Bodil Bluhm, a benthic ecologist at UiT The Arctic University of Norway who was not involved in the work, called it a striking example of planetary connectivity, with the warming atmosphere on land, the ice in transit, and the life on the seafloor linked in a single chain. That framing matters because the same warming that dislodges debris-laden bergs from their glaciers is also the force that is changing the Arctic shipping environment they fall into. Gizmodo's coverage notes that Krumpen has flagged the rise in iceberg traffic, and the shallower Arctic shelves where dropstones are now accumulating, as a growing operational concern for cargo vessels, cruise ships, and the offshore energy industry that increasingly operates in newly open water.

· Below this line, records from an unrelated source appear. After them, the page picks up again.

//! Request middleware: client address capture and token authentication.
//!
//! [`client_ip`] runs on every request and records the caller's address for
//! the audit trail. [`auth_middleware`] guards every non-public route: it
//! reads `X-Vault-Token`, resolves it through the vault, and injects the
//! resulting [`Caller`] for handlers.

use std::net::SocketAddr;
use std::sync::Arc;

use axum::extract::{ConnectInfo, Request, State};
use axum::middleware::Next;
use axum::response::{IntoResponse, Response};
use tracing::debug;

use clinvault_core::Caller;
use clinvault_core::audit::AuditActor;

use crate::error::AppError;
use crate::state::AppState;

/// Header carrying the client token.
pub const TOKEN_HEADER: &str = "x-vault-token";

/// Client address as seen by the server, if known.
#[derive(Debug, Clone, Default)]
pub struct ClientIp(pub Option<String>);

impl ClientIp {
    /// Audit actor for an unauthenticated request.
    #[must_use]
    pub fn anonymous(&self) -> AuditActor {
        AuditActor {
            user_id: None,
            ip_address: self.0.clone(),
        }
    }
}

/// Record the client address. The first `X-Forwarded-For` hop wins over the
/// socket peer.
pub async fn client_ip(mut req: Request, next: Next) -> Response {
    let forwarded = req
        .headers()
        .get("x-forwarded-for")
        .and_then(|v| v.to_str().ok())
        .and_then(|v| v.split(',').next())
        .map(str::trim)
        .filter(|v| !v.is_empty())
        .map(ToOwned::to_owned);
    let peer = req
        .extensions()
        .get::<ConnectInfo<SocketAddr>>()
        .map(|ConnectInfo(addr)| addr.ip().to_string());

    req.extensions_mut().insert(ClientIp(forwarded.or(peer)));
    next.run(req).await
}

/// Resolve `X-Vault-Token` into a [`Caller`].
///
/// Missing, unknown, expired and revoked tokens are rejected with 401. A
/// sealed vault answers 503.
pub async fn auth_middleware(
    State(state): State<Arc<AppState>>,
    mut req: Request,
    next: Next,
) -> Response {
    let Some(token) = req
        .headers()
        .get(TOKEN_HEADER)
        .and_then(|v| v.to_str().ok())
        .filter(|v| !v.is_empty())
        .map(ToOwned::to_owned)
    else {
        return AppError::Unauthorized("missing X-Vault-Token header".to_owned()).into_response();
    };

    let ip = req
        .extensions()
        .get::<ClientIp>()
        .and_then(|c| c.0.clone());

    match state.vault.authenticate(&token, ip).await {
        Ok(caller) => {
            debug!(accessor = %caller.accessor, path = %req.uri().path(), "request authenticated");
            req.extensions_mut().insert::<Caller>(caller);
            next.run(req).await
        }
        Err(e) => AppError::from_auth(e).into_response(),
    }
}
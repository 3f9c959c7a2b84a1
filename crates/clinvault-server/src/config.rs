//! Server configuration for `clinvault`.
//!
//! Loaded from `CLINVAULT_*` environment variables with development-friendly
//! defaults. Unparseable values fall back to the default.

use std::net::SocketAddr;
use std::time::Duration;

use clinvault_core::VaultOptions;

/// Server configuration.
#[derive(Clone)]
pub struct ServerConfig {
    /// Address to bind the HTTP listener to.
    pub bind_addr: SocketAddr,
    pub storage_backend: StorageBackendType,
    /// Fallback log filter when `RUST_LOG` is unset.
    pub log_level: String,
    /// JSON-lines audit file, in addition to the storage audit backend.
    pub audit_file_path: Option<String>,
    /// Unseal with the local provider at boot.
    pub unseal_password: Option<String>,
    /// Hex root key for the software KMS client.
    pub kms_key_hex: Option<String>,
    pub scheduler_tick: Duration,
    pub lease_sweep_interval: Duration,
    pub rotation_interval: Duration,
    /// Rotate DEKs older than this many days. Off when unset.
    pub dek_rotation_days: Option<u32>,
    pub max_lease_ttl: Duration,
    /// Skip `mlockall`, for development without `CAP_IPC_LOCK`.
    pub disable_mlock: bool,
}

/// Supported storage backends.
#[derive(Debug, Clone, PartialEq, Eq)]
pub enum StorageBackendType {
    /// In-memory. Development only, data is lost on restart.
    Memory,
    Redb { path: String },
}

impl ServerConfig {
    /// Load configuration from the environment.
    ///
    /// - `CLINVAULT_BIND_ADDR` (default `127.0.0.1:8200`)
    /// - `CLINVAULT_STORAGE`: `memory` or `redb` (default `memory`)
    /// - `CLINVAULT_STORAGE_PATH` (default `./data/clinvault.redb`)
    /// - `CLINVAULT_LOG_LEVEL` (default `info`)
    /// - `CLINVAULT_AUDIT_FILE`
    /// - `CLINVAULT_UNSEAL_PASSWORD`
    /// - `CLINVAULT_KMS_KEY`
    /// - `CLINVAULT_SCHEDULER_TICK` seconds (default `5`)
    /// - `CLINVAULT_LEASE_SWEEP_INTERVAL` seconds (default `60`)
    /// - `CLINVAULT_ROTATION_INTERVAL` seconds (default `300`)
    /// - `CLINVAULT_DEK_ROTATION_DAYS`
    /// - `CLINVAULT_MAX_LEASE_TTL` seconds (default 30 days)
    /// - `CLINVAULT_DISABLE_MLOCK` (default `false`)
    #[must_use]
    pub fn from_env() -> Self {
        Self::from_lookup(|key| std::env::var(key).ok())
    }

    /// Load configuration through `lookup` instead of the process environment.
    #[must_use]
    pub fn from_lookup(lookup: impl Fn(&str) -> Option<String>) -> Self {
        let bind_addr = lookup("CLINVAULT_BIND_ADDR")
            .and_then(|a| a.parse().ok())
            .unwrap_or_else(|| SocketAddr::from(([127, 0, 0, 1], 8200)));

        let storage_path =
            lookup("CLINVAULT_STORAGE_PATH").unwrap_or_else(|| "./data/clinvault.redb".to_owned());
        let storage_backend = match lookup("CLINVAULT_STORAGE")
            .unwrap_or_default()
            .to_lowercase()
            .as_str()
        {
            "redb" => StorageBackendType::Redb { path: storage_path },
            _ => StorageBackendType::Memory,
        };

        let secs = |key: &str, default: u64| {
            Duration::from_secs(
                lookup(key)
                    .and_then(|v| v.parse().ok())
                    .filter(|v| *v > 0)
                    .unwrap_or(default),
            )
        };
        let defaults = VaultOptions::default();

        Self {
            bind_addr,
            storage_backend,
            log_level: lookup("CLINVAULT_LOG_LEVEL").unwrap_or_else(|| "info".to_owned()),
            audit_file_path: lookup("CLINVAULT_AUDIT_FILE").filter(|p| !p.is_empty()),
            unseal_password: lookup("CLINVAULT_UNSEAL_PASSWORD").filter(|p| !p.is_empty()),
            kms_key_hex: lookup("CLINVAULT_KMS_KEY").filter(|k| !k.is_empty()),
            scheduler_tick: secs("CLINVAULT_SCHEDULER_TICK", 5),
            lease_sweep_interval: secs("CLINVAULT_LEASE_SWEEP_INTERVAL", 60),
            rotation_interval: secs("CLINVAULT_ROTATION_INTERVAL", 300),
            dek_rotation_days: lookup("CLINVAULT_DEK_ROTATION_DAYS")
                .and_then(|v| v.parse().ok())
                .filter(|d| *d > 0),
            max_lease_ttl: secs("CLINVAULT_MAX_LEASE_TTL", defaults.max_lease_ttl.as_secs()),
            disable_mlock: lookup("CLINVAULT_DISABLE_MLOCK")
                .is_some_and(|v| v == "true" || v == "1"),
        }
    }

    /// Core options derived from this configuration.
    #[must_use]
    pub fn vault_options(&self) -> VaultOptions {
        VaultOptions {
            max_lease_ttl: self.max_lease_ttl,
            ..VaultOptions::default()
        }
    }
}

impl std::fmt::Debug for ServerConfig {
    fn fmt(&self, f: &mut std::fmt::Formatter<'_>) -> std::fmt::Result {
        f.debug_struct("ServerConfig")
            .field("bind_addr", &self.bind_addr)
            .field("storage_backend", &self.storage_backend)
            .field("log_level", &self.log_level)
            .field("audit_file_path", &self.audit_file_path)
            .field("auto_unseal", &self.unseal_password.is_some())
            .field("kms", &self.kms_key_hex.is_some())
            .field("scheduler_tick", &self.scheduler_tick)
            .field("dek_rotation_days", &self.dek_rotation_days)
            .finish_non_exhaustive()
    }
}

#[cfg(test)]
#[allow(clippy::unwrap_used)]
mod tests {
    use std::collections::HashMap;

    use super::*;

    fn config(vars: &[(&str, &str)]) -> ServerConfig {
        let map: HashMap<String, String> = vars
            .iter()
            .map(|(k, v)| ((*k).to_owned(), (*v).to_owned()))
            .collect();
        ServerConfig::from_lookup(|k| map.get(k).cloned())
    }

    #[test]
    fn defaults_are_local_and_in_memory() {
        let c = config(&[]);
        assert_eq!(c.bind_addr, SocketAddr::from(([127, 0, 0, 1], 8200)));
        assert_eq!(c.storage_backend, StorageBackendType::Memory);
        assert_eq!(c.lease_sweep_interval, Duration::from_secs(60));
        assert!(c.dek_rotation_days.is_none());
        assert!(!c.disable_mlock);
    }

    #[test]
    fn redb_and_intervals_are_read() {
        let c = config(&[
            ("CLINVAULT_STORAGE", "REDB"),
            ("CLINVAULT_STORAGE_PATH", "/var/lib/clinvault.redb"),
            ("CLINVAULT_SCHEDULER_TICK", "2"),
            ("CLINVAULT_DEK_ROTATION_DAYS", "90"),
            ("CLINVAULT_MAX_LEASE_TTL", "3600"),
        ]);
        assert_eq!(
            c.storage_backend,
            StorageBackendType::Redb {
                path: "/var/lib/clinvault.redb".to_owned()
            }
        );
        assert_eq!(c.scheduler_tick, Duration::from_secs(2));
        assert_eq!(c.dek_rotation_days, Some(90));
        assert_eq!(c.vault_options().max_lease_ttl, Duration::from_secs(3600));
    }

    #[test]
    fn bad_values_fall_back() {
        let c = config(&[
            ("CLINVAULT_BIND_ADDR", "not-an-addr"),
            ("CLINVAULT_LEASE_SWEEP_INTERVAL", "0"),
            ("CLINVAULT_UNSEAL_PASSWORD", ""),
        ]);
        assert_eq!(c.bind_addr.port(), 8200);
        assert_eq!(c.lease_sweep_interval, Duration::from_secs(60));
        assert!(c.unseal_password.is_none());
    }
}
//! Hierarchical secret store.
//!
//! Secrets live at `secret/<path>` and their values are sealed under the
//! current `Data` DEK, so a secret record is double-wrapped: envelope
//! ciphertext inside a barrier-encrypted record.

use std::collections::BTreeMap;
use std::fmt;
use std::sync::Arc;

use chrono::{DateTime, Utc};
use serde::{Deserialize, Serialize};
use tracing::debug;

use crate::barrier::Barrier;
use crate::dek::{DekManager, DekPurpose, Envelope};
use crate::error::SecretError;

const SECRET_PREFIX: &str = "secret/";

/// Deepest allowed path.
const MAX_SEGMENTS: usize = 10;

/// The persisted form of a secret.
#[derive(Clone, Serialize, Deserialize)]
pub struct StoredSecret {
    pub path: String,
    #[serde(flatten)]
    pub envelope: Envelope,
    /// Number of value writes, starting at 1.
    pub version: u64,
    pub created_at: DateTime<Utc>,
    pub updated_at: DateTime<Utc>,
}

/// A decrypted secret.
#[derive(Clone, Serialize)]
pub struct Secret {
    pub path: String,
    pub value: String,
    pub version: u64,
    pub dek_version: u32,
    pub created_at: DateTime<Utc>,
    pub updated_at: DateTime<Utc>,
}

impl fmt::Debug for Secret {
    fn fmt(&self, f: &mut fmt::Formatter<'_>) -> fmt::Result {
        f.debug_struct("Secret")
            .field("path", &self.path)
            .field("version", &self.version)
            .field("value", &"[REDACTED]")
            .finish_non_exhaustive()
    }
}

/// Result of [`SecretStore::put`].
#[derive(Debug, Clone, Serialize, Deserialize)]
pub struct SecretWrite {
    pub path: String,
    pub version: u64,
    pub dek_version: u32,
    pub created: bool,
}

/// One child in a listing.
#[derive(Debug, Clone, PartialEq, Eq, Serialize, Deserialize)]
pub struct SecretEntry {
    pub name: String,
    pub path: String,
    pub is_folder: bool,
}

/// Check a path against the path rules and return it without surrounding slashes.
///
/// # Errors
///
/// Returns [`SecretError::InvalidPath`] describing the first violated rule.
pub fn normalize_path(path: &str) -> Result<String, SecretError> {
    let invalid = |reason: &str| SecretError::InvalidPath {
        path: path.to_owned(),
        reason: reason.to_owned(),
    };
    let trimmed = path.trim_matches('/');
    if trimmed.is_empty() {
        return Err(invalid("path must not be empty"));
    }
    let segments: Vec<&str> = trimmed.split('/').collect();
    if segments.len() > MAX_SEGMENTS {
        return Err(invalid("path has more than 10 segments"));
    }
    for segment in segments {
        if segment.is_empty() {
            return Err(invalid("empty path segment"));
        }
        if segment == ".." || segment == "." {
            return Err(invalid("relative segments are not allowed"));
        }
        if !segment
            .chars()
            .all(|c| c.is_ascii_alphanumeric() || matches!(c, '_' | '.' | '-'))
        {
            return Err(invalid("segments may only contain A-Z a-z 0-9 _ . -"));
        }
    }
    Ok(trimmed.to_owned())
}

/// Secret CRUD over the barrier and the `Data` DEK.
pub struct SecretStore {
    barrier: Arc<Barrier>,
    dek: Arc<DekManager>,
}

impl SecretStore {
    #[must_use]
    pub fn new(barrier: Arc<Barrier>, dek: Arc<DekManager>) -> Self {
        Self { barrier, dek }
    }

    /// Read and decrypt a secret.
    ///
    /// # Errors
    ///
    /// - [`SecretError::InvalidPath`] for a malformed path.
    /// - [`SecretError::NotFound`] if nothing is stored there.
    /// - [`SecretError::Dek`] if decryption fails.
    pub async fn get(&self, path: &str) -> Result<Secret, SecretError> {
        let path = normalize_path(path)?;
        let stored = self.load(&path).await?.ok_or_else(|| SecretError::NotFound {
            path: path.clone(),
        })?;
        self.open(&stored).await
    }

    /// Decrypt a stored record, which need not be the current one.
    ///
    /// # Errors
    ///
    /// Returns [`SecretError::Dek`] if decryption fails.
    pub async fn open(&self, stored: &StoredSecret) -> Result<Secret, SecretError> {
        let plaintext = self.dek.decrypt(&stored.envelope).await?;
        let value = String::from_utf8_lossy(&plaintext).into_owned();
        Ok(Secret {
            path: stored.path.clone(),
            value,
            version: stored.version,
            dek_version: stored.envelope.dek_version,
            created_at: stored.created_at,
            updated_at: stored.updated_at,
        })
    }

    /// Metadata of a secret without decrypting it.
    ///
    /// # Errors
    ///
    /// Returns [`SecretError::InvalidPath`] or [`SecretError::Barrier`].
    pub async fn load(&self, path: &str) -> Result<Option<StoredSecret>, SecretError> {
        let path = normalize_path(path)?;
        Ok(self.barrier.get_json(&secret_key(&path)).await?)
    }

    /// Whether a secret exists at `path`.
    ///
    /// # Errors
    ///
    /// Returns [`SecretError::InvalidPath`] or [`SecretError::Barrier`].
    pub async fn exists(&self, path: &str) -> Result<bool, SecretError> {
        let path = normalize_path(path)?;
        Ok(self.barrier.exists(&secret_key(&path)).await?)
    }

    /// Create or replace the value at `path`.
    ///
    /// # Errors
    ///
    /// - [`SecretError::InvalidPath`] for a malformed path.
    /// - [`SecretError::Dek`] or [`SecretError::Barrier`] on failure.
    pub async fn put(&self, path: &str, value: &str) -> Result<SecretWrite, SecretError> {
        let path = normalize_path(path)?;
        let existing = self.load(&path).await?;
        let envelope = self.dek.encrypt(DekPurpose::Data, value.as_bytes()).await?;
        let now = Utc::now();

        let stored = StoredSecret {
            path: path.clone(),
            envelope,
            version: existing.as_ref().map_or(1, |s| s.version + 1),
            created_at: existing.as_ref().map_or(now, |s| s.created_at),
            updated_at: now,
        };
        self.barrier.put_json(&secret_key(&path), &stored).await?;
        debug!(path = %path, version = stored.version, "secret written");

        Ok(SecretWrite {
            path,
            version: stored.version,
            dek_version: stored.envelope.dek_version,
            created: existing.is_none(),
        })
    }

    /// Hard-delete the secret at `path`.
    ///
    /// # Errors
    ///
    /// Returns [`SecretError::NotFound`] if nothing is stored there.
    pub async fn delete(&self, path: &str) -> Result<(), SecretError> {
        let path = normalize_path(path)?;
        let key = secret_key(&path);
        if !self.barrier.exists(&key).await? {
            return Err(SecretError::NotFound { path });
        }
        self.barrier.delete(&key).await?;
        debug!(path = %path, "secret deleted");
        Ok(())
    }

    /// Immediate children of `prefix` (empty for the root).
    ///
    /// # Errors
    ///
    /// Returns [`SecretError::InvalidPath`] or [`SecretError::Barrier`].
    pub async fn list(&self, prefix: &str) -> Result<Vec<SecretEntry>, SecretError> {
        let base = if prefix.trim_matches('/').is_empty() {
            String::new()
        } else {
            format!("{}/", normalize_path(prefix)?)
        };
        let storage_prefix = format!("{SECRET_PREFIX}{base}");

        let mut children: BTreeMap<String, bool> = BTreeMap::new();
        for key in self.barrier.list(&storage_prefix).await? {
            let Some(rest) = key.strip_prefix(&storage_prefix) else {
                continue;
            };
            match rest.split_once('/') {
                Some((name, _)) => {
                    children.insert(name.to_owned(), true);
                }
                None => {
                    children.entry(rest.to_owned()).or_insert(false);
                }
            }
        }

        Ok(children
            .into_iter()
            .map(|(name, is_folder)| SecretEntry {
                path: format!("{base}{name}"),
                name,
                is_folder,
            })
            .collect())
    }

    /// Every stored secret path.
    ///
    /// # Errors
    ///
    /// Returns [`SecretError::Barrier`] if sealed or storage fails.
    pub async fn all_paths(&self) -> Result<Vec<String>, SecretError> {
        Ok(self
            .barrier
            .list(SECRET_PREFIX)
            .await?
            .into_iter()
            .filter_map(|k| k.strip_prefix(SECRET_PREFIX).map(str::to_owned))
            .collect())
    }
}

impl fmt::Debug for SecretStore {
    fn fmt(&self, f: &mut fmt::Formatter<'_>) -> fmt::Result {
        f.debug_struct("SecretStore").finish_non_exhaustive()
    }
}

fn secret_key(path: &str) -> String {
    format!("{SECRET_PREFIX}{path}")
}

#[cfg(test)]
#[allow(clippy::unwrap_used)]
mod tests {
    use clinvault_storage::{MemoryBackend, StorageBackend};

    use super::*;
    use crate::crypto::EncryptionKey;

    async fn store() -> (Arc<DekManager>, SecretStore) {
        let storage: Arc<dyn StorageBackend> = Arc::new(MemoryBackend::new());
        let barrier = Arc::new(Barrier::new(storage));
        barrier.install(EncryptionKey::generate(), "local").await;
        let dek = Arc::new(DekManager::new(Arc::clone(&barrier)));
        (Arc::clone(&dek), SecretStore::new(barrier, dek))
    }

    #[test]
    fn path_rules() {
        assert_eq!(normalize_path("/db/prod/").unwrap(), "db/prod");
        assert!(normalize_path("").is_err());
        assert!(normalize_path("a/../b").is_err());
        assert!(normalize_path("a//b").is_err());
        assert!(normalize_path("a b").is_err());
        assert!(normalize_path(&["s"; 10].join("/")).is_ok());
        assert!(normalize_path(&["s"; 11].join("/")).is_err());
    }

    #[tokio::test]
    async fn put_get_counts_versions() {
        let (_, store) = store().await;
        let first = store.put("db/prod/password", "one").await.unwrap();
        assert!(first.created);
        assert_eq!(first.version, 1);

        let second = store.put("db/prod/password", "two").await.unwrap();
        assert!(!second.created);
        assert_eq!(second.version, 2);

        let secret = store.get("db/prod/password").await.unwrap();
        assert_eq!(secret.value, "two");
        assert!(!format!("{secret:?}").contains("two"));
    }

    #[tokio::test]
    async fn old_secret_survives_data_key_rotation() {
        let (dek, store) = store().await;
        store.put("api/key", "v1-value").await.unwrap();
        dek.rotate(DekPurpose::Data).await.unwrap();
        let secret = store.get("api/key").await.unwrap();
        assert_eq!(secret.value, "v1-value");
        assert_eq!(secret.dek_version, 1);

        let rewritten = store.put("api/key", "v2-value").await.unwrap();
        assert_eq!(rewritten.dek_version, 2);
    }

    #[tokio::test]
    async fn list_returns_immediate_children() {
        let (_, store) = store().await;
        for path in ["db/prod/password", "db/prod/user", "db/staging", "api"] {
            store.put(path, "x").await.unwrap();
        }
        let root = store.list("").await.unwrap();
        assert_eq!(
            root,
            vec![
                SecretEntry {
                    name: "api".to_owned(),
                    path: "api".to_owned(),
                    is_folder: false
                },
                SecretEntry {
                    name: "db".to_owned(),
                    path: "db".to_owned(),
                    is_folder: true
                },
            ]
        );
        let db = store.list("db").await.unwrap();
        assert_eq!(db.len(), 2);
        assert!(db.iter().any(|e| e.name == "prod" && e.is_folder));
        assert!(db.iter().any(|e| e.path == "db/staging" && !e.is_folder));
    }

    #[tokio::test]
    async fn delete_is_hard_and_reports_missing() {
        let (_, store) = store().await;
        store.put("tmp", "x").await.unwrap();
        store.delete("tmp").await.unwrap();
        assert!(matches!(store.get("tmp").await, Err(SecretError::NotFound { .. })));
        assert!(matches!(store.delete("tmp").await, Err(SecretError::NotFound { .. })));
    }
}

The navigational point is not a footnote. As Arctic sea ice retreats, the cruise and shipping season lengthens, and the same icebergs that seed new seafloor habitat also become hazards to the vessels that pass over them. The commercial side of that data is already showing up: Drift+Noise Polar Services, an AWI spinoff co-founded by Krumpen's colleagues, sells iceberg and sea-ice information products to shipping and offshore customers, according to Nature's news coverage of the paper. The calving record carries the usual caveats. The climate link is strongest on the Greenland side, where satellite coverage of the source glaciers is dense, and more tentative for the Russian High Arctic, where satellite observations of the contributing ice sheets are sparser and the team cannot confidently assert a directional change in calving.
What to watch next is straightforward. The Hausgarten time series keeps adding years, and the team plans to extend the dropstone accounting through the more recent calving pulse from Greenland's outlet glaciers. If dropstone density at the observatory continues to rise in step with tracked berg traffic, the iceberg-as-ferry picture will harden from a mechanism demonstrated at one site into a quantified Arctic-scale flux. The harder question, which the current data cannot answer, is what those accumulating rocky patches will look like in fifty years: whether they will become stable Arctic coral gardens, or temporary waypoints for communities that move on as the seabed itself continues to change.